Guided evolution at 130 beats per minute

Notes on seeing Simian Mobile Disco in concert at Moogfest in Durham:

1. Moogfest 2017 is the first multi-day music festival I've ever attended. Electronica is not my field, but I owed K for dragging her to see Jesca Hoop and (although she'd volunteered) Ben Folds, singer-songwriters without even the grace to have English accents. In the specific case of Simian Mobile Disco, the act she was most eager to see, I even know that I liked their 2007 album Attack Sustain Decay Release. The album has songs, with guest singers, although Simian Mobile Disco themselves are two geeky white guys standing in front of banks of switches and knobs and faders.

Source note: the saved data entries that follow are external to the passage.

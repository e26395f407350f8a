//! Internal library crate for mdtail.
//!
//! The shipped application is the `mdtail` binary (`src/main.rs`).
//!
//! This library exists to share code between targets (binary, tests) and to keep modules organized.
//! This API is only used to build the `mdtail` binary and is not considered a library for external use.

pub mod app;
pub mod config;
pub mod core;
pub mod error;
pub mod ui;
pub mod utils;
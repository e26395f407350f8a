//! File based logging for mdtail.
//!
//! The viewer owns stdout while running, so the subscriber writes to a log file.
//! `RUST_LOG` takes precedence over the configured level.
//!
//! ```bash
//! RUST_LOG=mdtail=debug MDTAIL_LOG=/tmp/mdtail.log mdtail *.md
//! ```

use crate::config::Logging;

use std::fs::{self, File};
use std::path::{Path, PathBuf};
use std::sync::{Arc, Once};
use tracing_subscriber::fmt::time::FormatTime;
use tracing_subscriber::layer::SubscriberExt;
use tracing_subscriber::util::SubscriberInitExt;
use tracing_subscriber::{EnvFilter, Layer};

static INIT: Once = Once::new();

/// Compact time format: HH:MM:SS.mmm
struct CompactTime;

impl FormatTime for CompactTime {
    fn format_time(&self, w: &mut tracing_subscriber::fmt::format::Writer<'_>) -> std::fmt::Result {
        write!(w, "{}", chrono::Local::now().format("%H:%M:%S%.3f"))
    }
}

/// Initialize logging from the `[logging]` config.
///
/// Safe to call multiple times, only the first call takes effect.
/// Returns the log file path when logging was enabled.
pub fn init(config: &Logging) -> Option<PathBuf> {
    let path = config.file_path()?;
    let mut enabled = None;

    INIT.call_once(|| match open_log_file(&path) {
        Ok(file) => {
            let filter = build_filter(config.level());
            let fmt_layer = tracing_subscriber::fmt::layer()
                .with_writer(Arc::new(file))
                .with_ansi(false)
                .with_target(true)
                .with_timer(CompactTime)
                .with_filter(filter);

            if tracing_subscriber::registry()
                .with(fmt_layer)
                .try_init()
                .is_ok()
            {
                enabled = Some(path.clone());
            }
        }
        Err(e) => {
            eprintln!("[Warning] logging disabled, cannot open {}: {}", path.display(), e);
        }
    });

    enabled
}

fn open_log_file(path: &Path) -> std::io::Result<File> {
    if let Some(parent) = path.parent() {
        fs::create_dir_all(parent)?;
    }
    File::create(path)
}

/// `RUST_LOG` wins over the configured level. Invalid levels fall back to `info`.
fn build_filter(level: &str) -> EnvFilter {
    if std::env::var("RUST_LOG").is_ok() {
        return EnvFilter::from_default_env();
    }
    EnvFilter::try_new(level).unwrap_or_else(|_| EnvFilter::new("info"))
}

2. Their performance, on the other hand, was 80 minutes of voice-less improvisation. "Electronica" is as large, encompassing, and (at core) distinct a genre as "Classical", "Jazz", "Pop/ Rock", or "Hip-Hop", and the first 15 minutes or so, I spent at an intellectualized remove -- dancing all the time, sure (and happily watching K and a large portion of the crowd do the same), but while trying to decide how to process the experience. In Simian Mobile Disco's favor,
James Ford and Jas Shaw have a restless preference, shared by me, for having new ideas continually evolve out of old ones; at any given moment, the concert sounded *different* than it had 20 seconds prior (and somehow or other Ford and Shaw seemed able to verbally communicate, although I didn't see headphones and the place was freakin' loud). Still, it took time to get past the insistent voice in my head saying "It's two dudes making totally artificial machine noises in 4/4 at a tempo that I'm not sure has varied even once".

2a. Sneak preview: the tempo definitely varied at least once, slowing down right before the end. Perhaps it wasn't the only time.

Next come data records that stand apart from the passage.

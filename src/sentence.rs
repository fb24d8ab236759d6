//! Sentences and the CID surface-pattern classifier.
//!
//! A sentence owns the sub-list of its paper's annotations that fall fully
//! within its span, and classifies every MeSH chemical/disease identifier
//! pair realized by those annotations into CID or non-CID. The CID pattern
//! is a deliberately simple surface heuristic for "chemical-induced disease"
//! phrasing:
//!
//! ```text
//!   ... amiodarone induced pulmonary toxicity ...
//!       └chemical┘ └─gap─┘ └─────disease────┘
//! ```
//!
//! The chemical must end strictly before the disease starts, the gap must be
//! at most [`CID_MAX_GAP`] characters, and the gap text must contain the
//! morpheme "induce" (case-insensitive, so "induced"/"inducing" also hit).
//! The pattern is asymmetric on purpose: "disease ... induced by chemical"
//! does not match.

use crate::annotation::{Annotation, AnnotationType};
use crate::relation::RelationPair;
use crate::span::{char_slice, TextSpan};
use serde::{Deserialize, Serialize};
use std::collections::BTreeSet;

/// Maximum characters allowed between the chemical's end and the disease's
/// start for the CID pattern.
pub const CID_MAX_GAP: usize = 15;

/// Morpheme the gap text must contain (after lower-casing).
pub const CID_MARKER: &str = "induce";

/// A single sentence of a paper, with its contained annotations and the
/// relation classification derived purely from them.
#[derive(Debug, Clone, PartialEq, Eq, Serialize, Deserialize)]
pub struct Sentence {
    pmid: u32,
    index: usize,
    span: TextSpan,
    annotations: Vec<Annotation>,
    cid: BTreeSet<RelationPair>,
    non_cid: BTreeSet<RelationPair>,
}

impl Sentence {
    /// Build a sentence from its span and the annotations the owning paper
    /// assigned to it, classifying relations eagerly.
    ///
    /// `annotations` must all satisfy [`Sentence::contains`]; the paper's
    /// alignment sweep guarantees this.
    #[must_use]
    pub fn new(pmid: u32, index: usize, span: TextSpan, annotations: Vec<Annotation>) -> Self {
        debug_assert!(annotations.iter().all(|a| span.contains(a.span())));
        let mut sentence = Self {
            pmid,
            index,
            span,
            annotations,
            cid: BTreeSet::new(),
            non_cid: BTreeSet::new(),
        };
        sentence.classify_relations();
        sentence
    }

    /// The owning paper's pmid.
    #[must_use]
    pub fn pmid(&self) -> u32 {
        self.pmid
    }

    /// Zero-based index within the paper (0 = title).
    #[must_use]
    pub fn index(&self) -> usize {
        self.index
    }

    /// The sentence's span over the paper's concatenated text.
    #[must_use]
    pub fn span(&self) -> &TextSpan {
        &self.span
    }

    /// The sentence text.
    #[must_use]
    pub fn text(&self) -> &str {
        self.span.text()
    }

    /// Start offset (characters, inclusive).
    #[must_use]
    pub fn start(&self) -> usize {
        self.span.start()
    }

    /// Stop offset (characters, exclusive).
    #[must_use]
    pub fn stop(&self) -> usize {
        self.span.stop()
    }

    /// The annotations fully contained in this sentence, in position order.
    #[must_use]
    pub fn annotations(&self) -> &[Annotation] {
        &self.annotations
    }

    /// Whether an annotation's span lies fully within this sentence.
    #[must_use]
    pub fn contains(&self, annotation: &Annotation) -> bool {
        self.span.contains(annotation.span())
    }

    /// Identifier pairs realized in CID configuration in this sentence.
    #[must_use]
    pub fn cid_pairs(&self) -> &BTreeSet<RelationPair> {
        &self.cid
    }

    /// Identifier pairs co-occurring here but never in CID configuration.
    /// Disjoint from [`Sentence::cid_pairs`].
    #[must_use]
    pub fn non_cid_pairs(&self) -> &BTreeSet<RelationPair> {
        &self.non_cid
    }

    /// Check the CID surface pattern for one chemical/disease mention pair.
    #[must_use]
    pub fn is_cid_configuration(&self, chemical: &Annotation, disease: &Annotation) -> bool {
        debug_assert_eq!(chemical.stype(), AnnotationType::Chemical);
        debug_assert_eq!(disease.stype(), AnnotationType::Disease);

        if chemical.stop() >= disease.start() {
            return false;
        }
        if disease.start() - chemical.stop() > CID_MAX_GAP {
            return false;
        }
        let gap_start = chemical.stop() - self.span.start();
        let gap_stop = disease.start() - self.span.start();
        match char_slice(self.text(), gap_start, gap_stop) {
            Some(gap) => gap.to_lowercase().contains(CID_MARKER),
            None => false,
        }
    }

    /// Partition every MeSH identifier pair realized by this sentence's
    /// annotations into CID and non-CID.
    ///
    /// The same identifier pair can be realized by several mention
    /// occurrences (e.g. a D-C-D pattern); both sets are accumulated across
    /// all occurrences and the CID set is subtracted from the non-CID set
    /// afterwards, so one CID occurrence wins.
    fn classify_relations(&mut self) {
        let chemicals: Vec<&Annotation> = self
            .annotations
            .iter()
            .filter(|a| a.stype() == AnnotationType::Chemical && a.has_mesh())
            .collect();
        let diseases: Vec<&Annotation> = self
            .annotations
            .iter()
            .filter(|a| a.stype() == AnnotationType::Disease && a.has_mesh())
            .collect();

        for chemical in &chemicals {
            for disease in &diseases {
                let is_cid = self.is_cid_configuration(chemical, disease);
                for chem_id in chemical.identity().mesh_only() {
                    for dise_id in disease.identity().mesh_only() {
                        let pair = RelationPair::new(chem_id.code(), dise_id.code());
                        if is_cid {
                            self.cid.insert(pair);
                        } else {
                            self.non_cid.insert(pair);
                        }
                    }
                }
            }
        }

        self.non_cid = &self.non_cid - &self.cid;
        debug_assert!(self.cid.is_disjoint(&self.non_cid));
    }
}

#[cfg(test)]
mod tests {
    use super::*;
    use crate::error::Result;

    /// Build a sentence over `text` (placed at offset 0) with annotations
    /// given as (mention, stype, ids) triples located by substring search.
    fn sentence(text: &str, mentions: &[(&str, &str, &str)]) -> Result<Sentence> {
        let mut annotations = Vec::new();
        let mut cursor = 0;
        for (mention, stype, ids) in mentions {
            let at = text[cursor..].find(mention).expect("mention not in text") + cursor;
            annotations.push(Annotation::new(
                ids,
                stype,
                mention,
                at,
                at + mention.chars().count(),
            )?);
            cursor = at + mention.len();
        }
        let span = TextSpan::new(text, 0, text.chars().count())?;
        Ok(Sentence::new(100, 0, span, annotations))
    }

    #[test]
    fn test_cid_scenario() {
        // Gap " induced " is 9 characters and contains the marker.
        let s = sentence(
            "Aspirin induced gastric ulcer in 10 patients.",
            &[
                ("Aspirin", "chemical", "D001241"),
                ("gastric ulcer", "disease", "D013276"),
            ],
        )
        .unwrap();
        let expected = RelationPair::new("D001241", "D013276");
        assert!(s.cid_pairs().contains(&expected));
        assert!(s.non_cid_pairs().is_empty());
    }

    #[test]
    fn test_long_gap_without_marker_is_non_cid() {
        let s = sentence(
            "Aspirin was not related to the occurrence of gastric ulcer.",
            &[
                ("Aspirin", "chemical", "D001241"),
                ("gastric ulcer", "disease", "D013276"),
            ],
        )
        .unwrap();
        let expected = RelationPair::new("D001241", "D013276");
        assert!(s.cid_pairs().is_empty());
        assert!(s.non_cid_pairs().contains(&expected));
    }

    #[test]
    fn test_marker_within_short_gap_required() {
        // Marker present but the gap is longer than 15 characters.
        let s = sentence(
            "Aspirin is thought to have induced gastric ulcer.",
            &[
                ("Aspirin", "chemical", "D001241"),
                ("gastric ulcer", "disease", "D013276"),
            ],
        )
        .unwrap();
        assert!(s.cid_pairs().is_empty());
        assert_eq!(s.non_cid_pairs().len(), 1);
    }

    #[test]
    fn test_cid_is_asymmetric() {
        // Disease precedes the chemical; must never classify CID.
        let s = sentence(
            "Gastric ulcer induced Aspirin withdrawal.",
            &[
                ("Gastric ulcer", "disease", "D013276"),
                ("Aspirin", "chemical", "D001241"),
            ],
        )
        .unwrap();
        assert!(s.cid_pairs().is_empty());
        assert_eq!(s.non_cid_pairs().len(), 1);
    }

    #[test]
    fn test_repeated_mention_resolves_to_cid_only() {
        // D-C-D pattern: first disease occurrence is non-CID, the second is
        // CID. The pair must end up in the CID set only.
        let s = sentence(
            "Seizures appeared after phenytoin induced seizures.",
            &[
                ("Seizures", "disease", "D012640"),
                ("phenytoin", "chemical", "D010672"),
                ("seizures", "disease", "D012640"),
            ],
        )
        .unwrap();
        let pair = RelationPair::new("D010672", "D012640");
        assert!(s.cid_pairs().contains(&pair));
        assert!(!s.non_cid_pairs().contains(&pair));
    }

    #[test]
    fn test_pairs_need_mesh_on_both_sides() {
        let s = sentence(
            "Aspirin induced gastric ulcer.",
            &[
                ("Aspirin", "chemical", "-1"),
                ("gastric ulcer", "disease", "D013276"),
            ],
        )
        .unwrap();
        assert!(s.cid_pairs().is_empty());
        assert!(s.non_cid_pairs().is_empty());
    }

    #[test]
    fn test_compound_identity_contributes_all_mesh_ids() {
        let s = sentence(
            "Aspirin induced gastric ulcer.",
            &[
                ("Aspirin", "chemical", "D001241|C000001"),
                ("gastric ulcer", "disease", "D013276"),
            ],
        )
        .unwrap();
        assert!(s.cid_pairs().contains(&RelationPair::new("D001241", "D013276")));
        assert!(s.cid_pairs().contains(&RelationPair::new("C000001", "D013276")));
    }

    #[test]
    fn test_sets_are_disjoint() {
        let s = sentence(
            "Phenytoin induced seizures but carbamazepine did not affect seizures.",
            &[
                ("Phenytoin", "chemical", "D010672"),
                ("seizures", "disease", "D012640"),
                ("carbamazepine", "chemical", "D002220"),
                ("seizures", "disease", "D012640"),
            ],
        )
        .unwrap();
        assert!(s.cid_pairs().is_disjoint(s.non_cid_pairs()));
        assert!(s.cid_pairs().contains(&RelationPair::new("D010672", "D012640")));
        assert!(s
            .non_cid_pairs()
            .contains(&RelationPair::new("D002220", "D012640")));
    }
}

3. For the next, say, 45 minutes, I think I achieved the altered consciousness appropriate to electronica. I'm not at all meditative by nature (nor do I get drunk or use illegal drugs), so I still had thoughts. But I can't tell you what they were, for I felt not a shred of need to organize or recall them. It felt different. Also, happy. "Be here now", urged John Lennon, and Oasis took it mean "get zonked out of your skull and bloat your songs to 8 minutes for no reason because editing and judgment take you out of the moment". But that doesn't mean the original advice sucks.

4. That said, my favorite 20 minutes or so of the concert were at the end, when I slipped into the mode that makes these reviews possible: "be attentive enough now to remember this for later". I have just enough formal music education to describe instruments semi-competently, but what the hell do Simian Mobile Disco sound like? At various times near the end of the concert, answers included

* A drum machine dreaming of being a xylophone, which in turn dreamed of conversing undersea with the whales.

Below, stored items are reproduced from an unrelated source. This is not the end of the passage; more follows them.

/// How strictly overlapping annotation spans are treated during validation.
///
/// Overlap is a data-quality signal, not a format error: some corpus
/// variants contain nested or doubled mentions. The default keeps them and
/// logs; strict mode fails the paper's construction instead.
#[derive(Debug, Clone, Copy, Default, PartialEq, Eq, Serialize, Deserialize)]
pub enum OverlapPolicy {
    /// Overlap fails construction with
    /// [`Error::OverlappingAnnotations`].
    Strict,
    /// Overlap logs a warning; both annotations are kept.
    #[default]
    Lenient,
}

/// One annotation row of a raw parsed record.
#[derive(Debug, Clone, PartialEq, Eq, Serialize, Deserialize)]
pub struct AnnotationRecord {
    /// Raw (possibly compound) identifier text, e.g. `"D002544|-1"`.
    pub identifier: String,
    /// Semantic type label, `"chemical"` or `"disease"`.
    pub semantic_type: String,
    /// The mention's literal text.
    pub mention: String,
    /// Start offset in characters over `"{title} {abstract}"`.
    pub start: usize,
    /// Stop offset (exclusive).
    pub stop: usize,
}

/// A raw parsed paper record: the core's input interface.
///
/// Produced by the PubTator parser in [`crate::corpus`], or assembled
/// directly by callers with other upstream formats.
#[derive(Debug, Clone, Default, PartialEq, Eq, Serialize, Deserialize)]
pub struct PaperRecord {
    /// PubMed identifier.
    pub pmid: u32,
    /// Title text.
    pub title: String,
    /// Abstract body text.
    pub abstract_text: String,
    /// Annotation rows, in any order.
    pub annotations: Vec<AnnotationRecord>,
    /// Gold `(chemical_id, disease_id)` identifier texts, if curated.
    pub gold_relations: Vec<(String, String)>,
}

/// The three-way relation partition of one paper.
#[derive(Debug, Clone, Default, PartialEq, Eq, Serialize, Deserialize)]
pub struct RelationPartition {
    cid: BTreeSet<RelationPair>,
    sentence_non_cid: BTreeSet<RelationPair>,
    not_sentence_bound: BTreeSet<RelationPair>,
}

* Morning fog waking itself up by doing calisthenics. Soon robotic tanks trundled through the fog, over bridges that attempted vigorously, like broncos, to buck them off.

* An iPhone playing a new schedule-reminder tone for a stadium of people who all had the same doctor appointment.

* A version of Music for Airports in which the circling airplanes themselves are Brian Eno, calming passengers with the gleaming purity of their engines.

* An angel, alone in a vast echoing cavern, attempting to re-create the principles of language from the first lines of the choruses of Trio's "Da Da Da" and the Police's "De Do Do Do De Da Da Da".

* A United Nations building of the world's insects, with all of the translators among all of their languages piped directly at the metal walls two feet from our heads in simulcast.

* And an idealistic but obsessive-compulsive teapot that's trying to make outdoor friends by boiling over in birdsong, but can't resist correcting the birds by quantizing the notes as rigidly as possible.

5. Final note: behind the band was a constantly-shifting visual display of abstract art, a style-meld of Vassily Kandinsky and computer-chip schematics. These are two modes of art I find appealing, but I don't seem to find much virtue in replacing each such picture every 1/5 of a second. That said, very near the end, they were replaced for a minute with a gliding, glowing multicolored display of what appeared to be beer can rings -- if beer can rings were the next popular form of jewelry. It was my favorite visual minute, so: perhaps they should be.